**How to complete this task**
Establish how many lines below contain the string "count". Respond with that number alone.

[Saved entries]
//! Curated collections of sites ("Best lakeside towns", ...).
//!
//! Collections are global; items reference sites and may override the
//! displayed title and description per language.

use chrono::{DateTime, Utc};
use serde::{Deserialize, Serialize};
use uuid::Uuid;

use crate::lang::Lang;

#[derive(Debug, Clone, Serialize, Deserialize, PartialEq)]
pub struct CollectionTranslation {
    pub lang: Lang,
    pub title: String,
    pub description: Option<String>,
}

/// Pick the translation for `lang`, falling back to Hungarian.
pub fn pick_translation(
    translations: &[CollectionTranslation],
    lang: Lang,
) -> Option<&CollectionTranslation> {
    translations
        .iter()
        .find(|t| t.lang == lang)
        .or_else(|| translations.iter().find(|t| t.lang == Lang::FALLBACK))
}

#[derive(Debug, Clone, Serialize, Deserialize, PartialEq)]
pub struct Collection {
    pub id: Uuid,
    pub slug: String,
    pub is_active: bool,
    pub sort_order: i64,
    pub translations: Vec<CollectionTranslation>,
    pub created_at: DateTime<Utc>,
    pub updated_at: DateTime<Utc>,
}

#[derive(Debug, Clone, Serialize, Deserialize)]
pub struct CreateCollection {
    pub slug: String,
    pub sort_order: Option<i64>,
    #[serde(default)]
    pub translations: Vec<CollectionTranslation>,
}

#[derive(Debug, Clone, Serialize, Deserialize, Default)]
pub struct UpdateCollection {
    pub slug: Option<String>,
    pub is_active: Option<bool>,
    pub sort_order: Option<i64>,
    /// Replaces the whole translation set when present.
    pub translations: Option<Vec<CollectionTranslation>>,
}

#[derive(Debug, Clone, Serialize, Deserialize, PartialEq)]
pub struct CollectionItem {
    pub id: Uuid,
    pub collection_id: Uuid,
    pub site_id: Uuid,
    pub sort_order: i64,
    pub overrides: Vec<CollectionTranslation>,
    pub created_at: DateTime<Utc>,
}

#[derive(Debug, Clone, Serialize, Deserialize)]
pub struct CreateCollectionItem {
    pub site_id: Uuid,
    pub sort_order: Option<i64>,
    #[serde(default)]
    pub overrides: Vec<CollectionTranslation>,
}

#[derive(Debug, Clone, Serialize, Deserialize, Default)]
pub struct UpdateCollectionItem {
    pub sort_order: Option<i64>,
    pub overrides: Option<Vec<CollectionTranslation>>,
}

#[cfg(test)]
mod tests {
    use super::*;

    fn tr(lang: Lang, title: &str) -> CollectionTranslation {
        CollectionTranslation {
            lang,
            title: title.into(),
            description: None,
        }
    }

    #[test]
    fn picks_requested_language_first() {
        let all = vec![tr(Lang::Hu, "Balaton"), tr(Lang::De, "Plattensee")];
        assert_eq!(pick_translation(&all, Lang::De).unwrap().title, "Plattensee");
    }

    #[test]
    fn falls_back_to_hungarian() {
        let all = vec![tr(Lang::Hu, "Balaton")];
        assert_eq!(pick_translation(&all, Lang::En).unwrap().title, "Balaton");
        assert!(pick_translation(&[tr(Lang::De, "x")], Lang::En).is_none());
    }
}
//! SurrealDB implementation of [`SiteSubscriptionRepository`].
//!
//! Plan overrides are stored as a flexible object and parsed back into
//! the typed [`PlanOverrides`] on read; an empty object means "no
//! overrides".

use chrono::{DateTime, Utc};
use lokal_core::error::LokalResult;
use lokal_core::models::site_subscription::{
    SiteSubscription, SubscriptionStatus, UpsertSiteSubscription,
};
use lokal_core::plan::PlanOverrides;
use lokal_core::repository::SiteSubscriptionRepository;
use surrealdb::{Connection, Surreal};
use surrealdb_types::SurrealValue;
use uuid::Uuid;

use super::{first_row, parse_enum, parse_uuid};
use crate::error::DbError;

#[derive(Debug, SurrealValue)]
struct SiteSubscriptionRow {
    record_id: String,
    site_id: String,
    plan: String,
    status: String,
    valid_until: Option<DateTime<Utc>>,
    plan_overrides: serde_json::Value,
    created_at: DateTime<Utc>,
    updated_at: DateTime<Utc>,
}

impl SiteSubscriptionRow {
    fn try_into_subscription(self) -> Result<SiteSubscription, DbError> {
        let overrides = PlanOverrides::from_json(self.plan_overrides)
            .map_err(|e| DbError::InvalidRow(e.to_string()))?;
        Ok(SiteSubscription {
            id: parse_uuid(&self.record_id, "site_subscription")?,
            site_id: parse_uuid(&self.site_id, "site")?,
            plan: parse_enum(&self.plan)?,
            status: parse_enum(&self.status)?,
            valid_until: self.valid_until,
            plan_overrides: (!overrides.is_empty()).then_some(overrides),
            created_at: self.created_at,
            updated_at: self.updated_at,
        })
    }
}

/// SurrealDB implementation of the SiteSubscription repository.
#[derive(Clone)]
pub struct SurrealSiteSubscriptionRepository<C: Connection> {
    db: Surreal<C>,
}

impl<C: Connection> SurrealSiteSubscriptionRepository<C> {
    pub fn new(db: Surreal<C>) -> Self {
        Self { db }
    }
}

impl<C: Connection> SiteSubscriptionRepository for SurrealSiteSubscriptionRepository<C> {
    async fn find_by_site(&self, site_id: Uuid) -> LokalResult<Option<SiteSubscription>> {
        let mut result = self
            .db
            .query(
                "SELECT meta::id(id) AS record_id, * FROM site_subscription \
                 WHERE site_id = $site_id",
            )
            .bind(("site_id", site_id.to_string()))
            .await
            .map_err(DbError::from)?;

        let rows: Vec<SiteSubscriptionRow> = result.take(0).map_err(DbError::from)?;
        Ok(rows
            .into_iter()
            .next()
            .map(SiteSubscriptionRow::try_into_subscription)
            .transpose()?)
    }

    async fn upsert(
        &self,
        site_id: Uuid,
        input: UpsertSiteSubscription,
    ) -> LokalResult<SiteSubscription> {
        let site_id_str = site_id.to_string();
        let status = input.status.unwrap_or(SubscriptionStatus::Active);
        let overrides = input.plan_overrides.unwrap_or_default().to_json();

        // The record id is derived from the site id, which makes the
        // one-subscription-per-site rule structural.
        let result = self
            .db
            .query(
                "UPSERT type::record('site_subscription', $site_id) SET \
                 site_id = $site_id, plan = $plan, status = $status, \
                 valid_until = $valid_until, \
                 plan_overrides = $plan_overrides, \
                 updated_at = time::now(); \
                 SELECT meta::id(id) AS record_id, * FROM site_subscription \
                 WHERE site_id = $site_id;",
            )
            .bind(("site_id", site_id_str.clone()))
            .bind(("plan", input.plan.as_str()))
            .bind(("status", status.as_str()))
            .bind(("valid_until", input.valid_until))
            .bind(("plan_overrides", overrides))
            .await
            .map_err(DbError::from)?;

        let mut result = result.check().map_err(DbError::from_statement)?;

        let rows: Vec<SiteSubscriptionRow> = result.take(1).map_err(DbError::from)?;
        Ok(first_row(rows, "site_subscription", &site_id_str)?.try_into_subscription()?)
    }

    async fn delete(&self, site_id: Uuid) -> LokalResult<()> {
        self.db
            .query("DELETE site_subscription WHERE site_id = $site_id")
            .bind(("site_id", site_id.to_string()))
            .await
            .map_err(DbError::from)?;

        Ok(())
    }
}
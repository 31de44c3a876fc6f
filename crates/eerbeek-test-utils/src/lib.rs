// SPDX-FileCopyrightText: 2026 ICT Eerbeek Contributors
// SPDX-License-Identifier: MIT OR Apache-2.0

//! Test utilities for ICT Eerbeek integration tests.
//!
//! Provides mock adapters and a test harness for fast, deterministic tests
//! without external services.
//!
//! # Components
//!
//! - [`MockStorage`] - In-memory contact store with a failure switch
//! - [`MockChat`] - Chat adapter with pre-configured replies
//! - [`TestHarness`] - The full router wired to a temp SQLite store or mocks

pub mod harness;
pub mod mock_chat;
pub mod mock_storage;

pub use harness::TestHarness;
pub use mock_chat::MockChat;
pub use mock_storage::MockStorage;
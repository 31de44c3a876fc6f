// SPDX-FileCopyrightText: 2026 ICT Eerbeek Contributors
// SPDX-License-Identifier: MIT OR Apache-2.0

//! ICT Eerbeek website server.
//!
//! This is the binary entry point: it loads configuration and dispatches to
//! the `serve`, `migrate`, `config` and `doctor` subcommands.

#[cfg(not(target_env = "msvc"))]
use tikv_jemallocator::Jemalloc;

#[cfg(not(target_env = "msvc"))]
#[global_allocator]
static GLOBAL: Jemalloc = Jemalloc;

mod doctor;
mod migrate;
mod serve;
mod shutdown;

use std::path::PathBuf;

use clap::{Parser, Subcommand};
use eerbeek_config::model::EerbeekConfig;
use eerbeek_core::EerbeekError;
use tracing_subscriber::EnvFilter;

/// ICT Eerbeek website server.
#[derive(Parser, Debug)]
#[command(name = "eerbeek", version, about, long_about = None)]
struct Cli {
    /// Load configuration from this file instead of the standard locations.
    #[arg(short = 'c', long = "config", global = true, value_name = "FILE")]
    config_path: Option<PathBuf>,

    #[command(subcommand)]
    command: Option<Commands>,
}

/// Available subcommands.
#[derive(Subcommand, Debug)]
enum Commands {
    /// Start the web server (default).
    Serve,
    /// Create or upgrade the database schema and exit.
    Migrate,
    /// Print the effective configuration as TOML.
    Config,
    /// Run diagnostic checks.
    Doctor {
        /// Disable colored output.
        #[arg(long)]
        plain: bool,
    },
}

#[tokio::main]
async fn main() {
    let cli = Cli::parse();

    let loaded = match &cli.config_path {
        Some(path) => eerbeek_config::load_and_validate_path(path),
        None => eerbeek_config::load_and_validate(),
    };
    let config = match loaded {
        Ok(config) => config,
        Err(errors) => {
            eerbeek_config::render_errors(&errors);
            std::process::exit(1);
        }
    };

    init_tracing(&config.site.log_level);

    let outcome = match cli.command.unwrap_or(Commands::Serve) {
        Commands::Serve => serve::run_serve(config).await,
        Commands::Migrate => migrate::run_migrate(&config.storage).await.map(|count| {
            println!(
                "eerbeek: schema up to date at {} ({count} submission(s) stored)",
                config.storage.database_path
            );
        }),
        Commands::Config => render_config(&config).map(|toml| print!("{toml}")),
        Commands::Doctor { plain } => {
            let failures = doctor::run_doctor(&config, plain).await;
            if failures > 0 {
                std::process::exit(2);
            }
            Ok(())
        }
    };

    if let Err(e) = outcome {
        eprintln!("eerbeek: {e}");
        std::process::exit(1);
    }
}

/// Initialize tracing for every subcommand. `RUST_LOG` overrides the
/// configured level. Logs go to stderr so `eerbeek config` output stays clean.
fn init_tracing(log_level: &str) {
    let filter = EnvFilter::try_from_default_env().unwrap_or_else(|_| default_filter(log_level));

    tracing_subscriber::fmt()
        .with_env_filter(filter)
        .with_writer(std::io::stderr)
        .with_target(true)
        .with_thread_names(false)
        .init();
}

fn default_filter(log_level: &str) -> EnvFilter {
    EnvFilter::new(format!("eerbeek={log_level},tower_http={log_level},warn"))
}

/// Effective configuration as TOML with the API key masked.
fn render_config(config: &EerbeekConfig) -> Result<String, EerbeekError> {
    let mut shown = config.clone();
    if shown.gemini.api_key.is_some() {
        shown.gemini.api_key = Some("********".to_string());
    }
    toml::to_string_pretty(&shown)
        .map_err(|e| EerbeekError::Config(format!("failed to render configuration: {e}")))
}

**Response**
2